*YOUR INSTRUCTIONS:*
Restate word for word the lines of the material below, from the line with "use super::xml_tree::XmlNode;" to the line with "keyed_color(&scope.entry.properties())", both lines included, and no others.

*TASK INPUTS:*

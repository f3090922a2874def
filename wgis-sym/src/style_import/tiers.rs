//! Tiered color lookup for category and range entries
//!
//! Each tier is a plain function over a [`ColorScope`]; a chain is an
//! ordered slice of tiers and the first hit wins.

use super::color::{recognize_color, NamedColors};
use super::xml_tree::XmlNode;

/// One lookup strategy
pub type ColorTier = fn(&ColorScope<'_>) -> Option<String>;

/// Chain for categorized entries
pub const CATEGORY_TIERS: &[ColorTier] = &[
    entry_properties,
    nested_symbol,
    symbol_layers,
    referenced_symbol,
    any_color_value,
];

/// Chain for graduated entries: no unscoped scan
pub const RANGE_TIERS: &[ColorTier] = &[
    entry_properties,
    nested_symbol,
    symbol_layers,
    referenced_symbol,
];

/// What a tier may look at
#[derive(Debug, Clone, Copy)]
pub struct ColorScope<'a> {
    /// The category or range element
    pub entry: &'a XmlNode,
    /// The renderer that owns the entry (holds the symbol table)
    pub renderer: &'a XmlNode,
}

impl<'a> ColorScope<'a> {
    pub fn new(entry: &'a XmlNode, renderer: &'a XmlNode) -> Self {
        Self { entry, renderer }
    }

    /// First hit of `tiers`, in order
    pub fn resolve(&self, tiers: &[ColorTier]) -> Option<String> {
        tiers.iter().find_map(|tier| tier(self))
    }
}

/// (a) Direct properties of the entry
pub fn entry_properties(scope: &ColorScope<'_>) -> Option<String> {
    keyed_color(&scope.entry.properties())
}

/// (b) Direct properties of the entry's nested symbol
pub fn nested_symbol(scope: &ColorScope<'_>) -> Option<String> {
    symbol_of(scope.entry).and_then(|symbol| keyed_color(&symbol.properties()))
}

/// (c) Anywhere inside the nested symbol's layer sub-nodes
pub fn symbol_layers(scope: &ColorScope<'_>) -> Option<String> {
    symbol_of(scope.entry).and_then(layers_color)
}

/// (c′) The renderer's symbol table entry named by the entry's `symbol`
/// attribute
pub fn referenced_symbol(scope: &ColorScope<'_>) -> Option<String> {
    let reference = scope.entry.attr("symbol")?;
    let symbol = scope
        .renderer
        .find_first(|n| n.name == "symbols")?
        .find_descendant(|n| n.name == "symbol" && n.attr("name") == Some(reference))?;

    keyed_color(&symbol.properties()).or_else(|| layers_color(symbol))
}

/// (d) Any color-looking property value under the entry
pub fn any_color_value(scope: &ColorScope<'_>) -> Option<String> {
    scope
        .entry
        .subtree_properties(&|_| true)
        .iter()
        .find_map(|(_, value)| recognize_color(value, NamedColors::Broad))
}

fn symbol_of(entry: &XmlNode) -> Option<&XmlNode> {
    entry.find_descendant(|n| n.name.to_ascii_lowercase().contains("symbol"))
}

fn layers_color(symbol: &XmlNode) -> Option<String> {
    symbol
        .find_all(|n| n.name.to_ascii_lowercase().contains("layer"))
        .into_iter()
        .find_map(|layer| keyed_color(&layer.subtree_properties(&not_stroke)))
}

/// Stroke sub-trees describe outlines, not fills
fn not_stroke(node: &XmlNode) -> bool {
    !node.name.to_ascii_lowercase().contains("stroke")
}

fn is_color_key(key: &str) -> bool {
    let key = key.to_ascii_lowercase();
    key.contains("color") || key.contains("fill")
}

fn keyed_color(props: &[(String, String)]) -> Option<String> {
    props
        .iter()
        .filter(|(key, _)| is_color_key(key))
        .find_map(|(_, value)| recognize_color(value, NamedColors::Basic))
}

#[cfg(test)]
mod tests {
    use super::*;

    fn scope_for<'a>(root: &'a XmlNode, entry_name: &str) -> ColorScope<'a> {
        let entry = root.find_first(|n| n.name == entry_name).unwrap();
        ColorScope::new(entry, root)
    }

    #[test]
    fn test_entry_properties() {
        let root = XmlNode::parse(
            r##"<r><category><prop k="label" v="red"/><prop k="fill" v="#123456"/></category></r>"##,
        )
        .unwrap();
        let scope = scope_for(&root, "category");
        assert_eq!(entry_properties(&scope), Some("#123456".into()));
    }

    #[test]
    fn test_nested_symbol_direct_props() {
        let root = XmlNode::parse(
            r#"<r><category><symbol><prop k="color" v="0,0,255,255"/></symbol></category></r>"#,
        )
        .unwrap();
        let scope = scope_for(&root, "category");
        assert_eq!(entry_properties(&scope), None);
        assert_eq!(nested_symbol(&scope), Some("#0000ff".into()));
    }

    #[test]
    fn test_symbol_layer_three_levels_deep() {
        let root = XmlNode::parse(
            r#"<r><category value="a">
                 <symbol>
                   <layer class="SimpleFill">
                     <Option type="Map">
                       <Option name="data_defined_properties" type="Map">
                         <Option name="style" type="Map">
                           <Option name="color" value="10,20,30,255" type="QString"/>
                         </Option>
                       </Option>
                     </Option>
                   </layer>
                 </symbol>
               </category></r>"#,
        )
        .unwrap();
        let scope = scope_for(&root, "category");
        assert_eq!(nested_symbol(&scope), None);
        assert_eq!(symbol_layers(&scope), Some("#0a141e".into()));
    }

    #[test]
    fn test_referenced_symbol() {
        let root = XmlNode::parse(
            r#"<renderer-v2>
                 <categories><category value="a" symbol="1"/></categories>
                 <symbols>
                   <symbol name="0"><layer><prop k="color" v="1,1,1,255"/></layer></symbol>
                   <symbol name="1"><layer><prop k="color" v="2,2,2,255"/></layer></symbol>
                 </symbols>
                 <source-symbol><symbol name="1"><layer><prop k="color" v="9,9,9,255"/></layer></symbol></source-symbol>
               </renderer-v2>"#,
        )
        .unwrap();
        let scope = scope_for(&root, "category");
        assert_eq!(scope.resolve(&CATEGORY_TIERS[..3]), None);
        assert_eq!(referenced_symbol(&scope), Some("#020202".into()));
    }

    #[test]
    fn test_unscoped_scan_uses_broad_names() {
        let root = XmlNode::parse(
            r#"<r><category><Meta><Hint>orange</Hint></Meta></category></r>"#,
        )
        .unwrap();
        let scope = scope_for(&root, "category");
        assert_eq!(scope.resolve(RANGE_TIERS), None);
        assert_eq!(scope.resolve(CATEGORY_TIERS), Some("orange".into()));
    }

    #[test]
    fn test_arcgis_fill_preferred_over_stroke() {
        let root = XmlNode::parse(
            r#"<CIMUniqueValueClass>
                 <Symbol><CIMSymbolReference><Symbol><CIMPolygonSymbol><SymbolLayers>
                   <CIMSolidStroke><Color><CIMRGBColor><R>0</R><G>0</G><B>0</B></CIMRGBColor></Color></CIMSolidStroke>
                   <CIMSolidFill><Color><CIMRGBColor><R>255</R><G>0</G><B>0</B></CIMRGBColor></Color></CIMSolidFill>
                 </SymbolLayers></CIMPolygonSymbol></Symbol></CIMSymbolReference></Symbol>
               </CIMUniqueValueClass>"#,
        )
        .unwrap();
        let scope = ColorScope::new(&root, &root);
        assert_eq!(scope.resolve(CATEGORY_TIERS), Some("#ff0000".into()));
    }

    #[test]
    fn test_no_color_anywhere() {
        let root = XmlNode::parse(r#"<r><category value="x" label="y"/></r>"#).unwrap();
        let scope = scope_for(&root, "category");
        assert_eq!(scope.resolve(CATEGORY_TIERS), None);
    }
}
* * *
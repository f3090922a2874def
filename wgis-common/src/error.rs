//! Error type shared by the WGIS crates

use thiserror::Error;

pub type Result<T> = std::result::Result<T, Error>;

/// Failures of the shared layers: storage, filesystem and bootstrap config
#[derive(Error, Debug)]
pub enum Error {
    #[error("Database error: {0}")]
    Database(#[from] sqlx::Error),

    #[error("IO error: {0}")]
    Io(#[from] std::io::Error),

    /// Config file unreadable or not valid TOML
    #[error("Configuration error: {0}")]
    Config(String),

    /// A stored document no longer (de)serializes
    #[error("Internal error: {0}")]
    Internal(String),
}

*RESPONSE AREA:*
use super::xml_tree::XmlNode;

/// One lookup strategy
pub type ColorTier = fn(&ColorScope<'_>) -> Option<String>;

/// Chain for categorized entries
pub const CATEGORY_TIERS: &[ColorTier] = &[
    entry_properties,
    nested_symbol,
    symbol_layers,
    referenced_symbol,
    any_color_value,
];

/// Chain for graduated entries: no unscoped scan
pub const RANGE_TIERS: &[ColorTier] = &[
    entry_properties,
    nested_symbol,
    symbol_layers,
    referenced_symbol,
];

/// What a tier may look at
#[derive(Debug, Clone, Copy)]
pub struct ColorScope<'a> {
    /// The category or range element
    pub entry: &'a XmlNode,
    /// The renderer that owns the entry (holds the symbol table)
    pub renderer: &'a XmlNode,
}

impl<'a> ColorScope<'a> {
    pub fn new(entry: &'a XmlNode, renderer: &'a XmlNode) -> Self {
        Self { entry, renderer }
    }

    /// First hit of `tiers`, in order
    pub fn resolve(&self, tiers: &[ColorTier]) -> Option<String> {
        tiers.iter().find_map(|tier| tier(self))
    }
}

/// (a) Direct properties of the entry
pub fn entry_properties(scope: &ColorScope<'_>) -> Option<String> {
    keyed_color(&scope.entry.properties())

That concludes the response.